In Living Presence, Kabir Dede defines contentment as “an awareness of one’s present richness, without precluding having more.” This definition reminds this poor one of the Sufi saying, “Contentment is an inexhaustible treasure.” When we are content, our hearts are rich and no longer enslaved by the endless appetite for more. When this richness is not recognized, the desire to have more or to achieve more can easily become the focus of our lives. Our Sustainer points to such souls in the Qur’an:
Have you seen [O Prophet] the one who has taken their own desires as their god? Would you then be held responsible for them?
[Qur’an 25:43]
And the prayer of our beloved Prophet, peace and blessings be upon him, sounds like a direct response to this condition: “My God, You are my Goal and Your good pleasure is my aim.”
Is not God enough for His servant?
[Qur’an 39:36]
Contentment is the richness of a heart that has realized that God is the Hidden Treasure (Kenz-i Mahfi) and that He alone is sufficient for the servant (Allah bes), and that all else are passing whims and desires (baki heves).
Our beloved Prophet said:
True wealth is not the abundance of possessions, but the richness of the heart.
[Bukhari 6446]
What Imam Ali refers to in this month’s theme is the importance of contentment in reforming and enriching the heart, a transformation, a journey from the self (ego) to the Spirit.

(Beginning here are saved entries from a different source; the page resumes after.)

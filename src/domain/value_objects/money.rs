//! # Money Value Object
//!
//! Shipping prices held in currency minor units (centavos).
//!
//! Every price in configuration and in the policies is an integer count of
//! centavos; conversion to a decimal amount of reais only happens at the
//! API edge through [`Money::to_decimal`].
//!
//! # Examples
//!
//! ```
//! use storefront::domain::value_objects::Money;
//! use rust_decimal::Decimal;
//!
//! let price = Money::from_minor_units(1500);
//! assert_eq!(price.to_decimal(), Decimal::new(1500, 2));
//! assert_eq!(price.to_string(), "R$ 15.00");
//! assert!(Money::ZERO.is_zero());
//! ```

use rust_decimal::Decimal;
use serde::{Deserialize, Serialize};
use std::fmt;

/// ISO 4217 code of the only currency the store sells in.
pub const CURRENCY: &str = "BRL";

/// A non-negative amount in minor units of [`CURRENCY`].
#[derive(Debug, Clone, Copy, PartialEq, Eq, PartialOrd, Ord, Hash, Default, Serialize, Deserialize)]
#[serde(transparent)]
pub struct Money(u64);

impl Money {
    /// Zero, i.e. free shipping.
    pub const ZERO: Self = Self(0);

    /// Creates an amount from minor units (centavos).
    #[inline]
    #[must_use]
    pub const fn from_minor_units(cents: u64) -> Self {
        Self(cents)
    }

    /// Returns the amount in minor units.
    #[inline]
    #[must_use]
    pub const fn minor_units(&self) -> u64 {
        self.0
    }

    /// Returns true for a zero amount.
    #[inline]
    #[must_use]
    pub const fn is_zero(&self) -> bool {
        self.0 == 0
    }

    /// Returns the amount in major units (reais) as an exact decimal.
    #[must_use]
    pub fn to_decimal(&self) -> Decimal {
        Decimal::from(self.0) / Decimal::ONE_HUNDRED
    }
}

impl fmt::Display for Money {
    fn fmt(&self, f: &mut fmt::Formatter<'_>) -> fmt::Result {
        write!(f, "R$ {}.{:02}", self.0 / 100, self.0 % 100)
    }
}

#[cfg(test)]
mod tests {
    use super::*;

    #[test]
    fn decimal_conversion_is_exact() {
        assert_eq!(Money::from_minor_units(0).to_decimal(), Decimal::ZERO);
        assert_eq!(
            Money::from_minor_units(3500).to_decimal(),
            Decimal::new(35, 0)
        );
        assert_eq!(
            Money::from_minor_units(1099).to_decimal(),
            Decimal::new(1099, 2)
        );
    }

    #[test]
    fn display_pads_centavos() {
        assert_eq!(Money::from_minor_units(5).to_string(), "R$ 0.05");
        assert_eq!(Money::from_minor_units(1100).to_string(), "R$ 11.00");
    }

    #[test]
    fn ordering_follows_amount() {
        assert!(Money::from_minor_units(1000) < Money::from_minor_units(1500));
        assert_eq!(Money::default(), Money::ZERO);
    }
}
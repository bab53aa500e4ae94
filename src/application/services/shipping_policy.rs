//! # Shipping Policies
//!
//! Strategies that turn a destination into a [`ShippingQuote`].
//!
//! This module provides the [`ShippingPolicy`] trait and three
//! implementations:
//! - [`DistanceTierPolicy`]: fixed price per distance tier
//! - [`PerKilometerPolicy`]: clamped price per kilometer, tiered windows
//! - [`PrefixFallbackPolicy`]: postal-prefix tiers when no distance is known
//!
//! # Examples
//!
//! ```
//! use storefront::application::services::shipping_policy::DistanceTierPolicy;
//!
//! let policy = DistanceTierPolicy::default();
//! let quote = policy.quote_for_distance(5.0).unwrap();
//! assert_eq!(quote.price().minor_units(), 1500);
//! assert_eq!(quote.window().to_string(), "1-2 business days");
//! ```

use crate::domain::entities::{QuoteBasis, ShippingQuote};
use crate::domain::errors::{DomainError, DomainResult};
use crate::domain::value_objects::{
    Distance, DistanceBreakpoints, PerKilometerRate, PostalCode, PrefixRules, TierSchedule,
};
use std::fmt;

/// What a policy knows about the shipment.
#[derive(Debug, Clone, PartialEq)]
pub struct ShipmentContext {
    /// Normalized destination postal code.
    pub destination: PostalCode,
    /// Distance from the origin, when both ends were resolved.
    pub distance: Option<Distance>,
}

impl ShipmentContext {
    /// Creates a context with a measured distance.
    #[must_use]
    pub fn with_distance(destination: PostalCode, distance: Distance) -> Self {
        Self {
            destination,
            distance: Some(distance),
        }
    }

    /// Creates a context with no distance.
    #[must_use]
    pub fn without_distance(destination: PostalCode) -> Self {
        Self {
            destination,
            distance: None,
        }
    }
}

/// Trait for shipping pricing strategies.
///
/// Implementations must be total over their inputs: every valid context
/// yields a quote, and prices never decrease as tiers get farther.
pub trait ShippingPolicy: Send + Sync + fmt::Debug {
    /// Prices the shipment.
    ///
    /// # Errors
    ///
    /// Returns `DomainError::DistanceRequired` when a distance-based policy
    /// receives a context without a distance.
    fn quote(&self, context: &ShipmentContext) -> DomainResult<ShippingQuote>;

    /// Returns the name of this policy.
    fn name(&self) -> &'static str;
}

/// Fixed price and window per distance tier.
#[derive(Debug, Clone, Default)]
pub struct DistanceTierPolicy {
    breakpoints: DistanceBreakpoints,
    schedule: TierSchedule,
}

impl DistanceTierPolicy {
    /// Creates a policy from validated rules.
    ///
    /// # Errors
    ///
    /// Returns `DomainError::InvalidConfiguration` if either argument fails
    /// validation.
    pub fn new(breakpoints: DistanceBreakpoints, schedule: TierSchedule) -> DomainResult<Self> {
        breakpoints.validate()?;
        schedule.validate()?;
        Ok(Self {
            breakpoints,
            schedule,
        })
    }

    /// Prices a raw distance in kilometers.
    ///
    /// # Errors
    ///
    /// Returns `DomainError::InvalidDistance` if `km` is negative or not finite.
    pub fn quote_for_distance(&self, km: f64) -> DomainResult<ShippingQuote> {
        self.quote_distance(Distance::from_km(km)?)
    }

    fn quote_distance(&self, distance: Distance) -> DomainResult<ShippingQuote> {
        let tier = self.breakpoints.classify(distance);
        let terms = self.schedule.terms(tier);
        Ok(
            ShippingQuote::new(tier, terms.price(), terms.window()?, QuoteBasis::Distance)
                .with_distance(distance),
        )
    }
}

impl ShippingPolicy for DistanceTierPolicy {
    fn quote(&self, context: &ShipmentContext) -> DomainResult<ShippingQuote> {
        let distance = context
            .distance
            .ok_or(DomainError::DistanceRequired(self.name()))?;
        self.quote_distance(distance)
    }

    fn name(&self) -> &'static str {
        "tiered"
    }
}

/// Clamped linear price per kilometer.
///
/// Tier and delivery window still come from the distance breakpoints; only
/// the price differs from [`DistanceTierPolicy`]. Free delivery inside the
/// local radius is kept.
#[derive(Debug, Clone, Default)]
pub struct PerKilometerPolicy {
    breakpoints: DistanceBreakpoints,
    schedule: TierSchedule,
    rate: PerKilometerRate,
}

impl PerKilometerPolicy {
    /// Creates a policy from validated rules.
    ///
    /// # Errors
    ///
    /// Returns `DomainError::InvalidConfiguration` if any argument fails
    /// validation.
    pub fn new(
        breakpoints: DistanceBreakpoints,
        schedule: TierSchedule,
        rate: PerKilometerRate,
    ) -> DomainResult<Self> {
        breakpoints.validate()?;
        schedule.validate()?;
        rate.validate()?;
        Ok(Self {
            breakpoints,
            schedule,
            rate,
        })
    }
}

impl ShippingPolicy for PerKilometerPolicy {
    fn quote(&self, context: &ShipmentContext) -> DomainResult<ShippingQuote> {
        let distance = context
            .distance
            .ok_or(DomainError::DistanceRequired(self.name()))?;
        let tier = self.breakpoints.classify(distance);
        let terms = self.schedule.terms(tier);
        let price = if terms.price().is_zero() {
            terms.price()
        } else {
            self.rate.price_for(distance)
        };
        Ok(
            ShippingQuote::new(tier, price, terms.window()?, QuoteBasis::Distance)
                .with_distance(distance),
        )
    }

    fn name(&self) -> &'static str {
        "per_kilometer"
    }
}

/// Prices from the destination's postal prefix relative to the origin.
#[derive(Debug, Clone)]
pub struct PrefixFallbackPolicy {
    origin: PostalCode,
    rules: PrefixRules,
    schedule: TierSchedule,
}

impl PrefixFallbackPolicy {
    /// Creates a policy from validated rules.
    ///
    /// # Errors
    ///
    /// Returns `DomainError::InvalidConfiguration` if either rule set fails
    /// validation.
    pub fn new(origin: PostalCode, rules: PrefixRules, schedule: TierSchedule) -> DomainResult<Self> {
        rules.validate()?;
        schedule.validate()?;
        Ok(Self {
            origin,
            rules,
            schedule,
        })
    }

    /// Creates a policy with the default rules.
    #[must_use]
    pub fn with_defaults(origin: PostalCode) -> Self {
        Self {
            origin,
            rules: PrefixRules::default(),
            schedule: TierSchedule::default(),
        }
    }
}

impl ShippingPolicy for PrefixFallbackPolicy {
    fn quote(&self, context: &ShipmentContext) -> DomainResult<ShippingQuote> {
        let tier = self.rules.classify(&context.destination, &self.origin);
        let terms = self.schedule.terms(tier);
        Ok(ShippingQuote::new(
            tier,
            terms.price(),
            terms.window()?,
            QuoteBasis::PostalPrefix,
        ))
    }

    fn name(&self) -> &'static str {
        "postal_prefix"
    }
}
//! # ViaCEP Adapter
//!
//! Address lookup against the public ViaCEP API.
//!
//! `GET {base}/ws/{cep}/json/` returns the street address for a CEP, or
//! `{"erro": true}` when the CEP does not exist.

use crate::domain::entities::ResolvedAddress;
use crate::domain::value_objects::PostalCode;
use crate::infrastructure::geocoding::error::{ResolutionError, ResolutionResult};
use crate::infrastructure::geocoding::http_client::HttpClient;
use crate::infrastructure::geocoding::traits::{AddressResolver, absorb};
use async_trait::async_trait;
use serde::Deserialize;

/// Public ViaCEP endpoint.
pub const DEFAULT_VIACEP_BASE_URL: &str = "https://viacep.com.br";

/// ViaCEP response body.
///
/// Older deployments send `"erro": true`, newer ones `"erro": "true"`.
#[derive(Debug, Deserialize)]
struct ViaCepResponse {
    #[serde(default)]
    erro: Option<serde_json::Value>,
    #[serde(default)]
    logradouro: String,
    #[serde(default)]
    bairro: String,
    #[serde(default)]
    localidade: String,
    #[serde(default)]
    uf: String,
}

impl ViaCepResponse {
    fn is_error(&self) -> bool {
        match &self.erro {
            Some(serde_json::Value::Bool(flag)) => *flag,
            Some(serde_json::Value::String(flag)) => flag.eq_ignore_ascii_case("true"),
            _ => false,
        }
    }
}

/// Address resolver backed by ViaCEP.
#[derive(Debug, Clone)]
pub struct ViaCepClient {
    http: HttpClient,
    base_url: String,
}

impl ViaCepClient {
    /// Creates a client for the given base URL.
    ///
    /// # Errors
    ///
    /// Returns `ResolutionError::Internal` if the HTTP client cannot be built.
    pub fn new(base_url: impl Into<String>, timeout_ms: u64) -> ResolutionResult<Self> {
        Ok(Self {
            http: HttpClient::new(timeout_ms)?,
            base_url: base_url.into().trim_end_matches('/').to_string(),
        })
    }

    fn url_for(&self, postal_code: &PostalCode) -> String {
        format!("{}/ws/{}/json/", self.base_url, postal_code.as_str())
    }

    async fn lookup(&self, postal_code: &PostalCode) -> ResolutionResult<Option<ResolvedAddress>> {
        let body: ViaCepResponse = self.http.get(&self.url_for(postal_code)).await?;
        if body.is_error() {
            return Err(ResolutionError::not_found(format!(
                "viacep has no address for {}",
                postal_code
            )));
        }

        Ok(Some(ResolvedAddress {
            postal_code: postal_code.clone(),
            street: body.logradouro,
            neighborhood: body.bairro,
            city: body.localidade,
            state: body.uf,
        }))
    }
}

#[async_trait]
impl AddressResolver for ViaCepClient {
    async fn resolve_address(
        &self,
        postal_code: &PostalCode,
    ) -> ResolutionResult<Option<ResolvedAddress>> {
        absorb(self.name(), "resolve_address", self.lookup(postal_code).await)
    }

    fn name(&self) -> &'static str {
        "viacep"
    }
}
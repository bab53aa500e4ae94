//! # API Layer
//!
//! HTTP surface of the service.

pub mod rest;
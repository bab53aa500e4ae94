//! # Resolved Address
//!
//! Street address returned by a postal-code lookup.

use crate::domain::value_objects::PostalCode;
use serde::{Deserialize, Serialize};
use std::fmt;

/// A street address resolved from a postal code.
///
/// Any component may be empty; lookups for city-wide CEPs commonly return
/// only city and state.
#[derive(Debug, Clone, PartialEq, Eq, Serialize, Deserialize)]
pub struct ResolvedAddress {
    /// Postal code the address was resolved from.
    pub postal_code: PostalCode,
    /// Street name.
    pub street: String,
    /// Neighborhood (bairro).
    pub neighborhood: String,
    /// City.
    pub city: String,
    /// Two-letter state code.
    pub state: String,
}

impl ResolvedAddress {
    /// Formats the address for a geocoding query, skipping empty parts.
    ///
    /// ```
    /// use storefront::domain::entities::ResolvedAddress;
    /// use storefront::domain::value_objects::PostalCode;
    ///
    /// let address = ResolvedAddress {
    ///     postal_code: PostalCode::parse("01311000").unwrap(),
    ///     street: "Avenida Paulista".into(),
    ///     neighborhood: "Bela Vista".into(),
    ///     city: "São Paulo".into(),
    ///     state: "SP".into(),
    /// };
    /// assert_eq!(
    ///     address.geocoding_query(),
    ///     "Avenida Paulista, Bela Vista, São Paulo - SP, 01311-000, Brazil"
    /// );
    /// ```
    #[must_use]
    pub fn geocoding_query(&self) -> String {
        let mut parts: Vec<String> = [&self.street, &self.neighborhood]
            .into_iter()
            .filter(|p| !p.trim().is_empty())
            .cloned()
            .collect();

        match (self.city.trim().is_empty(), self.state.trim().is_empty()) {
            (false, false) => parts.push(format!("{} - {}", self.city, self.state)),
            (false, true) => parts.push(self.city.clone()),
            (true, false) => parts.push(self.state.clone()),
            (true, true) => {}
        }

        parts.push(self.postal_code.to_string());
        parts.push("Brazil".to_string());
        parts.join(", ")
    }
}

impl fmt::Display for ResolvedAddress {
    fn fmt(&self, f: &mut fmt::Formatter<'_>) -> fmt::Result {
        let line: Vec<&str> = [
            self.street.as_str(),
            self.neighborhood.as_str(),
            self.city.as_str(),
            self.state.as_str(),
        ]
        .into_iter()
        .filter(|p| !p.trim().is_empty())
        .collect();

        if line.is_empty() {
            write!(f, "{}", self.postal_code)
        } else {
            write!(f, "{}", line.join(", "))
        }
    }
}
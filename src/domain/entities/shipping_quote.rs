//! # Shipping Quote Entity
//!
//! The per-request result of a shipping estimate.
//!
//! A quote is either precise, priced from a measured distance, or an
//! estimate priced from the destination's postal prefix. Estimates never
//! carry a distance.
//!
//! # Examples
//!
//! ```
//! use storefront::domain::entities::{QuoteBasis, ShippingQuote};
//! use storefront::domain::value_objects::{DeliveryWindow, Money, ServiceTier};
//!
//! let quote = ShippingQuote::new(
//!     ServiceTier::National,
//!     Money::from_minor_units(3500),
//!     DeliveryWindow::new(5, 9).unwrap(),
//!     QuoteBasis::PostalPrefix,
//! );
//! assert!(quote.is_estimate());
//! assert_eq!(quote.service_name(), "National Delivery (estimate)");
//! ```

use crate::domain::entities::address::ResolvedAddress;
use crate::domain::value_objects::{DeliveryWindow, Distance, Money, ServiceTier};
use serde::{Deserialize, Serialize};
use std::fmt;

/// Suffix appended to the service name of estimated quotes.
pub const ESTIMATE_SUFFIX: &str = " (estimate)";

/// How a quote was priced.
#[derive(Debug, Clone, Copy, PartialEq, Eq, Hash, Serialize, Deserialize)]
#[serde(rename_all = "snake_case")]
pub enum QuoteBasis {
    /// Priced from the distance between origin and destination.
    Distance,
    /// Priced from the destination postal code's prefix.
    PostalPrefix,
}

impl fmt::Display for QuoteBasis {
    fn fmt(&self, f: &mut fmt::Formatter<'_>) -> fmt::Result {
        match self {
            Self::Distance => write!(f, "distance"),
            Self::PostalPrefix => write!(f, "postal_prefix"),
        }
    }
}

/// A computed shipping quote. Never persisted.
#[derive(Debug, Clone, PartialEq, Serialize, Deserialize)]
pub struct ShippingQuote {
    tier: ServiceTier,
    price: Money,
    window: DeliveryWindow,
    basis: QuoteBasis,
    distance: Option<Distance>,
    address: Option<ResolvedAddress>,
}

impl ShippingQuote {
    /// Creates a quote with no distance or address attached.
    #[must_use]
    pub fn new(
        tier: ServiceTier,
        price: Money,
        window: DeliveryWindow,
        basis: QuoteBasis,
    ) -> Self {
        Self {
            tier,
            price,
            window,
            basis,
            distance: None,
            address: None,
        }
    }

    /// Attaches the measured distance.
    #[must_use]
    pub fn with_distance(mut self, distance: Distance) -> Self {
        self.distance = Some(distance);
        self
    }

    /// Attaches the resolved destination address, if one is known.
    #[must_use]
    pub fn with_address(mut self, address: Option<ResolvedAddress>) -> Self {
        self.address = address;
        self
    }

    /// Returns the service tier.
    #[inline]
    #[must_use]
    pub fn tier(&self) -> ServiceTier {
        self.tier
    }

    /// Returns the price.
    #[inline]
    #[must_use]
    pub fn price(&self) -> Money {
        self.price
    }

    /// Returns the delivery window.
    #[inline]
    #[must_use]
    pub fn window(&self) -> DeliveryWindow {
        self.window
    }

    /// Returns how the quote was priced.
    #[inline]
    #[must_use]
    pub fn basis(&self) -> QuoteBasis {
        self.basis
    }

    /// Returns the measured distance, if any.
    #[inline]
    #[must_use]
    pub fn distance(&self) -> Option<Distance> {
        self.distance
    }

    /// Returns the resolved destination address, if any.
    #[inline]
    #[must_use]
    pub fn address(&self) -> Option<&ResolvedAddress> {
        self.address.as_ref()
    }

    /// Returns true if the quote was priced without a measured distance.
    #[inline]
    #[must_use]
    pub fn is_estimate(&self) -> bool {
        self.basis == QuoteBasis::PostalPrefix
    }

    /// Customer-facing service name, flagged when the quote is an estimate.
    #[must_use]
    pub fn service_name(&self) -> String {
        if self.is_estimate() {
            format!("{}{}", self.tier.label(), ESTIMATE_SUFFIX)
        } else {
            self.tier.label().to_string()
        }
    }

    /// Customer-facing explanation of the quote.
    #[must_use]
    pub fn message(&self) -> String {
        match self.basis {
            QuoteBasis::Distance => self.tier.description().to_string(),
            QuoteBasis::PostalPrefix => format!(
                "{} (estimated from postal code, distance unavailable)",
                self.tier.description()
            ),
        }
    }
}

impl fmt::Display for ShippingQuote {
    fn fmt(&self, f: &mut fmt::Formatter<'_>) -> fmt::Result {
        write!(
            f,
            "ShippingQuote({} {} {} basis={}",
            self.tier, self.price, self.window, self.basis
        )?;
        if let Some(distance) = self.distance {
            write!(f, " distance={}km", distance)?;
        }
        write!(f, ")")
    }
}
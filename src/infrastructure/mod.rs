//! # Infrastructure Layer
//!
//! Adapters for the external services the shipping estimator calls, and the
//! factory that wires them from configuration.

pub mod factory;
pub mod geocoding;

In The Road to Mecca (pp. 308–310, The Book Foundation), Muhammad Asad recounts a moment from 1926, when he was traveling with his wife, Elsa (Aziza), on the Berlin subway. He noticed the unhappy, anxious faces of the well-dressed men and women sharing their upper-class compartment. When he pointed this out, Elsa looked around and responded with astonishment: “You are right. They all look as though they were suffering torments of hell… I wonder, do they know themselves what is going on in them?”
When they returned home, Asad noticed the following verses from a copy of the Qur’an lying open on his desk:
You are obsessed by greed for more and more Until you go down to your graves. Nay, but you will come to know! Nay, but you will come to know! Nay, if you but knew it with the knowledge of certainty, You would indeed see the hell you are in. In time, indeed, you shall see it with the eye of certainty: And on that Day you will be asked what you have done with the boon of life.
[Qur’an 102:1-8]
I, too, occasionally get awakened from this self-inflicted torment by members of my family, who lovingly catch me in my heedlessness. But many other times, I am simply left to it. Contentment is often the fruit of spiritual wakefulness (yakaza). A heart that is aware (agah), present (hazir), witnessing (nazir), and in remembrance (zikir) is also a content heart.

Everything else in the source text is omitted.